Given data:
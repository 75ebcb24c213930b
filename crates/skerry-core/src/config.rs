//! Host and per-sandbox configuration types.

use crate::address::{capacity, Ipv4Cidr, DEFAULT_SUBNET};
use crate::error::CoreError;
use crate::layout::validate_id;
use serde::{Deserialize, Serialize};
use std::collections::HashMap;
use std::path::PathBuf;
use std::time::Duration;

/// vCPU and memory limits for one sandbox.
#[derive(Debug, Clone, Copy, PartialEq, Eq, Serialize, Deserialize)]
pub struct ResourceLimits {
    /// vCPU count (default: 2).
    pub vcpu_count: u8,
    /// Guest memory in MiB (default: 512).
    pub memory_mib: u32,
}

impl Default for ResourceLimits {
    fn default() -> Self {
        Self {
            vcpu_count: 2,
            memory_mib: 512,
        }
    }
}

impl ResourceLimits {
    /// Validate against what the hypervisor accepts.
    pub fn validate(&self) -> Result<(), CoreError> {
        if self.vcpu_count == 0 || self.vcpu_count > 32 {
            return Err(CoreError::Validation(format!(
                "vcpu_count must be 1-32, got {}",
                self.vcpu_count
            )));
        }
        if self.memory_mib < 128 {
            return Err(CoreError::Validation(format!(
                "memory_mib must be >= 128, got {}",
                self.memory_mib
            )));
        }
        Ok(())
    }
}

/// Host-wide settings shared by every sandbox.
#[derive(Debug, Clone)]
pub struct HostConfig {
    /// Root of templates, instances, sockets and metrics targets.
    pub data_root: PathBuf,
    /// cgroup v2 mount point.
    pub cgroup_root: PathBuf,
    /// Parent group for sandbox cgroups, relative to `cgroup_root`.
    pub cgroup_name: String,
    /// Subnet carved into per-slot veth blocks and host-cloned addresses.
    pub subnet: Ipv4Cidr,
    /// Host interface sandbox traffic is masqueraded out of.
    pub uplink: String,
    /// Hypervisor binary.
    pub hypervisor_path: PathBuf,
    /// Host kernel image, bind-mounted into every sandbox.
    pub kernel_path: PathBuf,
    /// Guest kernel command line.
    pub boot_args: String,
    /// Hosts-format file mirroring sandbox DNS records, if any.
    pub dns_hosts_file: Option<PathBuf>,
    /// Domain appended to sandbox ids in the hosts file.
    pub dns_domain: String,
    /// Guest metrics exporter port; no target file is written when unset.
    pub metrics_port: Option<u16>,
    /// Limits used when a request does not carry its own.
    pub default_limits: ResourceLimits,
    /// Deadline for a create when the request does not set one.
    pub create_timeout: Duration,
    /// How long delete waits for the hypervisor to exit before killing it again.
    pub stop_timeout: Duration,
}

impl Default for HostConfig {
    fn default() -> Self {
        Self {
            data_root: PathBuf::from("/var/lib/skerry"),
            cgroup_root: PathBuf::from("/sys/fs/cgroup"),
            cgroup_name: "skerry".into(),
            subnet: DEFAULT_SUBNET,
            uplink: "eth0".into(),
            hypervisor_path: PathBuf::from("/usr/local/bin/firecracker"),
            kernel_path: PathBuf::from("/var/lib/skerry/kernels/vmlinux"),
            boot_args: skerry_vm::DEFAULT_BOOT_ARGS.into(),
            dns_hosts_file: None,
            dns_domain: "sandbox.internal".into(),
            metrics_port: None,
            default_limits: ResourceLimits::default(),
            create_timeout: Duration::from_secs(60),
            stop_timeout: Duration::from_secs(10),
        }
    }
}

impl HostConfig {
    /// Create a new config builder.
    pub fn builder() -> HostConfigBuilder {
        HostConfigBuilder::default()
    }

    /// Number of sandboxes the subnet can address.
    pub fn slot_capacity(&self) -> Result<u32, CoreError> {
        capacity(&self.subnet)
    }

    /// Validate the configuration.
    pub fn validate(&self) -> Result<(), CoreError> {
        if self.data_root.as_os_str().is_empty() {
            return Err(CoreError::Validation("data_root is required".into()));
        }
        if self.cgroup_name.is_empty() || self.cgroup_name.starts_with('/') {
            return Err(CoreError::Validation(
                "cgroup_name must be a non-empty relative path".into(),
            ));
        }
        if self.uplink.is_empty() {
            return Err(CoreError::Validation("uplink interface is required".into()));
        }
        if self.hypervisor_path.as_os_str().is_empty() {
            return Err(CoreError::Validation("hypervisor_path is required".into()));
        }
        if self.kernel_path.as_os_str().is_empty() {
            return Err(CoreError::Validation("kernel_path is required".into()));
        }
        self.slot_capacity()?;
        self.default_limits.validate()?;
        if self.create_timeout.is_zero() {
            return Err(CoreError::Validation("create_timeout must be > 0".into()));
        }
        Ok(())
    }
}

/// Builder for HostConfig.
#[derive(Debug, Default)]
pub struct HostConfigBuilder {
    config: HostConfig,
}

impl HostConfigBuilder {
    pub fn data_root(mut self, path: impl Into<PathBuf>) -> Self {
        self.config.data_root = path.into();
        self
    }

    pub fn cgroup_root(mut self, path: impl Into<PathBuf>) -> Self {
        self.config.cgroup_root = path.into();
        self
    }

    pub fn cgroup_name(mut self, name: impl Into<String>) -> Self {
        self.config.cgroup_name = name.into();
        self
    }

    pub fn subnet(mut self, subnet: Ipv4Cidr) -> Self {
        self.config.subnet = subnet;
        self
    }

    pub fn uplink(mut self, iface: impl Into<String>) -> Self {
        self.config.uplink = iface.into();
        self
    }

    pub fn hypervisor(mut self, path: impl Into<PathBuf>) -> Self {
        self.config.hypervisor_path = path.into();
        self
    }

    pub fn kernel(mut self, path: impl Into<PathBuf>) -> Self {
        self.config.kernel_path = path.into();
        self
    }

    pub fn boot_args(mut self, args: impl Into<String>) -> Self {
        self.config.boot_args = args.into();
        self
    }

    /// Mirror DNS records into a hosts-format file.
    pub fn dns_hosts_file(mut self, path: impl Into<PathBuf>) -> Self {
        self.config.dns_hosts_file = Some(path.into());
        self
    }

    pub fn dns_domain(mut self, domain: impl Into<String>) -> Self {
        self.config.dns_domain = domain.into();
        self
    }

    pub fn metrics_port(mut self, port: u16) -> Self {
        self.config.metrics_port = Some(port);
        self
    }

    pub fn default_limits(mut self, limits: ResourceLimits) -> Self {
        self.config.default_limits = limits;
        self
    }

    pub fn create_timeout(mut self, timeout: Duration) -> Self {
        self.config.create_timeout = timeout;
        self
    }

    pub fn stop_timeout(mut self, timeout: Duration) -> Self {
        self.config.stop_timeout = timeout;
        self
    }

    /// Build the configuration, validating all fields.
    pub fn build(self) -> Result<HostConfig, CoreError> {
        self.config.validate()?;
        Ok(self.config)
    }
}

/// A request to create one sandbox.
#[derive(Debug, Clone, Default, PartialEq)]
pub struct SandboxSpec {
    pub sandbox_id: String,
    pub template_id: String,
    /// Share the base image through a hard link and clone only the writable delta.
    pub overlay: bool,
    /// Falls back to the host default when unset.
    pub limits: Option<ResourceLimits>,
    pub metadata: HashMap<String, String>,
    /// Falls back to the host create timeout when unset.
    pub timeout: Option<Duration>,
}

impl SandboxSpec {
    /// Create a new spec builder.
    pub fn builder() -> SandboxSpecBuilder {
        SandboxSpecBuilder::default()
    }

    /// Validate ids and limits.
    pub fn validate(&self) -> Result<(), CoreError> {
        validate_id("sandbox_id", &self.sandbox_id)?;
        validate_id("template_id", &self.template_id)?;
        if let Some(limits) = &self.limits {
            limits.validate()?;
        }
        if self.timeout.is_some_and(|t| t.is_zero()) {
            return Err(CoreError::Validation("timeout must be > 0".into()));
        }
        Ok(())
    }
}

/// Builder for SandboxSpec.
#[derive(Debug, Default)]
pub struct SandboxSpecBuilder {
    spec: SandboxSpec,
}

impl SandboxSpecBuilder {
    pub fn sandbox_id(mut self, id: impl Into<String>) -> Self {
        self.spec.sandbox_id = id.into();
        self
    }

    pub fn template_id(mut self, id: impl Into<String>) -> Self {
        self.spec.template_id = id.into();
        self
    }

    pub fn overlay(mut self, overlay: bool) -> Self {
        self.spec.overlay = overlay;
        self
    }

    pub fn limits(mut self, limits: ResourceLimits) -> Self {
        self.spec.limits = Some(limits);
        self
    }

    pub fn metadata(mut self, key: impl Into<String>, value: impl Into<String>) -> Self {
        self.spec.metadata.insert(key.into(), value.into());
        self
    }

    pub fn timeout(mut self, timeout: Duration) -> Self {
        self.spec.timeout = Some(timeout);
        self
    }

    /// Build the spec, validating ids and limits.
    pub fn build(self) -> Result<SandboxSpec, CoreError> {
        self.spec.validate()?;
        Ok(self.spec)
    }
}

Activity:
Taking the listing line by line, count those with the word "HostConfigBuilder" and report that number only.

Solution for this problem:
4